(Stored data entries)
[Start of Attachment]
//! Synthetic event delegation.
//!
//! A handful of real listeners live on `document` and `window`. Each raw
//! [`NativeEvent`] they receive is turned into zero or more [`AbstractEvent`]s
//! which are routed through the [`ListenerTable`] by id-path.

mod dispatch;
mod gesture;
mod listeners;
mod resize;

use core::fmt;
use std::rc::Rc;

pub use dispatch::MAX_BUBBLE_STEPS;
pub use gesture::DragSession;
pub use listeners::{Handler, Listener, ListenerTable, handler};
pub use resize::{ResizeAction, ResizeCoalescer};

use crate::id::IdPath;

/// Normalised, cross-browser event types that components listen for.
#[derive(Debug, Clone, Copy, PartialEq, Eq, Hash, PartialOrd, Ord)]
#[non_exhaustive]
pub enum EventKind {
    /// Primary button click.
    Click,
    /// Double click.
    DoubleClick,
    /// Key pressed.
    KeyDown,
    /// Key released.
    KeyUp,
    /// Character produced.
    KeyPress,
    /// Element gained focus.
    Focus,
    /// Element lost focus.
    Blur,
    /// Committed value change of a form control.
    Change,
    /// Live value edit of a form control.
    Input,
    /// Element scrolled.
    Scroll,
    /// Wheel rotated.
    Wheel,
    /// Pointer entered the element's subtree.
    MouseIn,
    /// Pointer left the element's subtree.
    MouseOut,
    /// Mouse button pressed.
    MouseDown,
    /// Mouse button released.
    MouseUp,
    /// Throttled pointer movement while pressed.
    Drag,
    /// Pointer released after a drag.
    DragDone,
    /// Press and release without significant movement.
    Tap,
    /// Window resized.
    Resize,
}

impl EventKind {
    /// Handler-style name, e.g. `onClick`.
    #[must_use]
    pub const fn name(self) -> &'static str {
        match self {
            Self::Click => "onClick",
            Self::DoubleClick => "onDoubleClick",
            Self::KeyDown => "onKeyDown",
            Self::KeyUp => "onKeyUp",
            Self::KeyPress => "onKeyPress",
            Self::Focus => "onFocus",
            Self::Blur => "onBlur",
            Self::Change => "onChange",
            Self::Input => "onInput",
            Self::Scroll => "onScroll",
            Self::Wheel => "onWheel",
            Self::MouseIn => "onMouseIn",
            Self::MouseOut => "onMouseOut",
            Self::MouseDown => "onMouseDown",
            Self::MouseUp => "onMouseUp",
            Self::Drag => "onDrag",
            Self::DragDone => "onDragDone",
            Self::Tap => "onTap",
            Self::Resize => "onResize",
        }
    }
}

impl fmt::Display for EventKind {
    fn fmt(&self, f: &mut fmt::Formatter<'_>) -> fmt::Result {
        f.write_str(self.name())
    }
}

/// How far an abstract event travels up the id-path.
#[derive(Debug, Clone, Copy, PartialEq, Eq, Hash, Default, PartialOrd, Ord)]
pub enum Mode {
    /// Every ancestor with a registration is invoked.
    #[default]
    Default,
    /// Only the originally targeted id-path is considered.
    Direct,
    /// Only the innermost ancestor with a registration is invoked.
    FirstHandler,
}

impl Mode {
    /// All modes, in the order they are tested at a single id-path.
    pub const ALL: [Self; 3] = [Self::Direct, Self::FirstHandler, Self::Default];

    const fn suffix(self) -> &'static str {
        match self {
            Self::Default => "",
            Self::Direct => "Direct",
            Self::FirstHandler => "FirstHandler",
        }
    }
}

/// The part of a listener-table key that follows the `@`.
#[derive(Debug, Clone, Copy, PartialEq, Eq, Hash, PartialOrd, Ord)]
pub struct ListenerKey {
    /// Abstract event listened for.
    pub kind: EventKind,
    /// Dispatch mode.
    pub mode: Mode,
}

impl ListenerKey {
    /// Creates a key.
    #[must_use]
    pub const fn new(kind: EventKind, mode: Mode) -> Self {
        Self { kind, mode }
    }
}

impl fmt::Display for ListenerKey {
    fn fmt(&self, f: &mut fmt::Formatter<'_>) -> fmt::Result {
        write!(f, "{}{}", self.kind.name(), self.mode.suffix())
    }
}

/// Raw browser event types the delegation layer listens to.
#[derive(Debug, Clone, Copy, PartialEq, Eq, Hash)]
#[non_exhaustive]
pub enum TopLevelType {
    /// `click`
    Click,
    /// `dblclick`
    DoubleClick,
    /// `keydown`
    KeyDown,
    /// `keyup`
    KeyUp,
    /// `keypress`
    KeyPress,
    /// `focus`
    Focus,
    /// `blur`
    Blur,
    /// `change`
    Change,
    /// `input`
    Input,
    /// `scroll`
    Scroll,
    /// `wheel`
    Wheel,
    /// `mouseover`
    MouseOver,
    /// `mouseout`
    MouseOut,
    /// `mousedown`
    MouseDown,
    /// `mousemove`
    MouseMove,
    /// `mouseup`
    MouseUp,
    /// `touchstart`
    TouchStart,
    /// `touchmove`
    TouchMove,
    /// `touchend`
    TouchEnd,
    /// `touchcancel`
    TouchCancel,
    /// `resize`, delivered on `window`.
    Resize,
}

impl TopLevelType {
    /// Every type a backend must listen for.
    pub const ALL: [Self; 21] = [
        Self::Click,
        Self::DoubleClick,
        Self::KeyDown,
        Self::KeyUp,
        Self::KeyPress,
        Self::Focus,
        Self::Blur,
        Self::Change,
        Self::Input,
        Self::Scroll,
        Self::Wheel,
        Self::MouseOver,
        Self::MouseOut,
        Self::MouseDown,
        Self::MouseMove,
        Self::MouseUp,
        Self::TouchStart,
        Self::TouchMove,
        Self::TouchEnd,
        Self::TouchCancel,
        Self::Resize,
    ];

    /// Native DOM event name.
    #[must_use]
    pub const fn dom_name(self) -> &'static str {
        match self {
            Self::Click => "click",
            Self::DoubleClick => "dblclick",
            Self::KeyDown => "keydown",
            Self::KeyUp => "keyup",
            Self::KeyPress => "keypress",
            Self::Focus => "focus",
            Self::Blur => "blur",
            Self::Change => "change",
            Self::Input => "input",
            Self::Scroll => "scroll",
            Self::Wheel => "wheel",
            Self::MouseOver => "mouseover",
            Self::MouseOut => "mouseout",
            Self::MouseDown => "mousedown",
            Self::MouseMove => "mousemove",
            Self::MouseUp => "mouseup",
            Self::TouchStart => "touchstart",
            Self::TouchMove => "touchmove",
            Self::TouchEnd => "touchend",
            Self::TouchCancel => "touchcancel",
            Self::Resize => "resize",
        }
    }

    /// Events that do not bubble and must be captured on `document`.
    #[must_use]
    pub const fn needs_capture(self) -> bool {
        matches!(self, Self::Focus | Self::Blur | Self::Scroll)
    }

    /// Events delivered on `window` rather than `document`.
    #[must_use]
    pub const fn on_window(self) -> bool {
        matches!(self, Self::Resize)
    }

    /// The abstract type a raw event maps to one-to-one, if any.
    ///
    /// Pointer, touch, hover and resize events return `None`: they go through
    /// the gesture state machine or dedicated routing instead.
    #[must_use]
    pub const fn direct_kind(self) -> Option<EventKind> {
        match self {
            Self::Click => Some(EventKind::Click),
            Self::DoubleClick => Some(EventKind::DoubleClick),
            Self::KeyDown => Some(EventKind::KeyDown),
            Self::KeyUp => Some(EventKind::KeyUp),
            Self::KeyPress => Some(EventKind::KeyPress),
            Self::Focus => Some(EventKind::Focus),
            Self::Blur => Some(EventKind::Blur),
            Self::Change => Some(EventKind::Change),
            Self::Input => Some(EventKind::Input),
            Self::Scroll => Some(EventKind::Scroll),
            Self::Wheel => Some(EventKind::Wheel),
            _ => None,
        }
    }
}

impl fmt::Display for TopLevelType {
    fn fmt(&self, f: &mut fmt::Formatter<'_>) -> fmt::Result {
        f.write_str(self.dom_name())
    }
}

/// A raw event as reported by the backend, with targets resolved to id-paths.
#[derive(Debug, Clone, PartialEq)]
pub struct NativeEvent {
    /// Raw type.
    pub top_level: TopLevelType,
    /// Innermost id-path at or above the event target.
    pub target: Option<IdPath>,
    /// For `mouseover`/`mouseout`: the node on the other side of the transition.
    ///
    /// `None` both for nodes outside the mounted tree and for the window
    /// edge; [`NativeEvent::window_edge`] tells the two apart.
    pub related_target: Option<IdPath>,
    /// For `mouseover`/`mouseout`: the browser reported no related node at
    /// all, so the pointer crossed the edge of the window.
    pub window_edge: bool,
    /// Page x coordinate.
    pub x: f64,
    /// Page y coordinate.
    pub y: f64,
    /// Timestamp in milliseconds.
    pub timestamp: f64,
    /// Key value for keyboard events.
    pub key: Option<String>,
    /// Current value of the target for `change`/`input`.
    pub value: Option<String>,
    /// Horizontal wheel delta.
    pub delta_x: f64,
    /// Vertical wheel delta.
    pub delta_y: f64,
}

impl NativeEvent {
    /// Creates an untargeted event at the origin.
    #[must_use]
    pub const fn new(top_level: TopLevelType) -> Self {
        Self {
            top_level,
            target: None,
            related_target: None,
            window_edge: false,
            x: 0.0,
            y: 0.0,
            timestamp: 0.0,
            key: None,
            value: None,
            delta_x: 0.0,
            delta_y: 0.0,
        }
    }

    /// Sets the target id-path.
    #[must_use]
    pub fn with_target(mut self, target: IdPath) -> Self {
        self.target = Some(target);
        self
    }

    /// Sets the related target id-path.
    #[must_use]
    pub fn with_related_target(mut self, related: IdPath) -> Self {
        self.related_target = Some(related);
        self
    }

    /// Marks a `mouseover`/`mouseout` that crossed the edge of the window.
    #[must_use]
    pub fn across_window_edge(mut self) -> Self {
        self.window_edge = true;
        self
    }

    /// Sets the page coordinates.
    #[must_use]
    pub fn at(mut self, x: f64, y: f64) -> Self {
        self.x = x;
        self.y = y;
        self
    }

    /// Sets the timestamp in milliseconds.
    #[must_use]
    pub fn with_timestamp(mut self, timestamp: f64) -> Self {
        self.timestamp = timestamp;
        self
    }

    /// Sets the key value.
    #[must_use]
    pub fn with_key(mut self, key: impl Into<String>) -> Self {
        self.key = Some(key.into());
        self
    }

    /// Sets the form value.
    #[must_use]
    pub fn with_value(mut self, value: impl Into<String>) -> Self {
        self.value = Some(value.into());
        self
    }
}

/// Start and current coordinates of a drag sample.
#[derive(Debug, Clone, Copy, PartialEq)]
pub struct DragData {
    /// X where the pointer went down.
    pub start_x: f64,
    /// Y where the pointer went down.
    pub start_y: f64,
    /// Current x.
    pub x: f64,
    /// Current y.
    pub y: f64,
}

impl DragData {
    /// Total horizontal displacement.
    #[must_use]
    pub fn delta_x(&self) -> f64 {
        self.x - self.start_x
    }

    /// Total vertical displacement.
    #[must_use]
    pub fn delta_y(&self) -> f64 {
        self.y - self.start_y
    }
}

/// The normalised event handed to a component callback.
#[derive(Debug, Clone)]
pub struct AbstractEvent {
    /// Abstract type.
    pub kind: EventKind,
    /// Id-path whose registration is being invoked.
    pub current: IdPath,
    /// The raw event this one was inferred from.
    pub native: Rc<NativeEvent>,
    /// Drag coordinates for [`EventKind::Drag`] and [`EventKind::DragDone`].
    pub drag: Option<DragData>,
}

impl AbstractEvent {
    /// The innermost id-path the raw event was aimed at.
    #[must_use]
    pub fn target(&self) -> Option<&IdPath> {
        self.native.target.as_ref()
    }
}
[End of Attachment]
> [WHAT IS REQUIRED]:
Starting with the first line of the records above, give back each line exactly until the line with "pub use gesture::DragSession;" has been given as well.

> [RESPONSE TO THIS EXERCISE]:
//! Synthetic event delegation.
//!
//! A handful of real listeners live on `document` and `window`. Each raw
//! [`NativeEvent`] they receive is turned into zero or more [`AbstractEvent`]s
//! which are routed through the [`ListenerTable`] by id-path.

mod dispatch;
mod gesture;
mod listeners;
mod resize;

use core::fmt;
use std::rc::Rc;

pub use dispatch::MAX_BUBBLE_STEPS;
pub use gesture::DragSession;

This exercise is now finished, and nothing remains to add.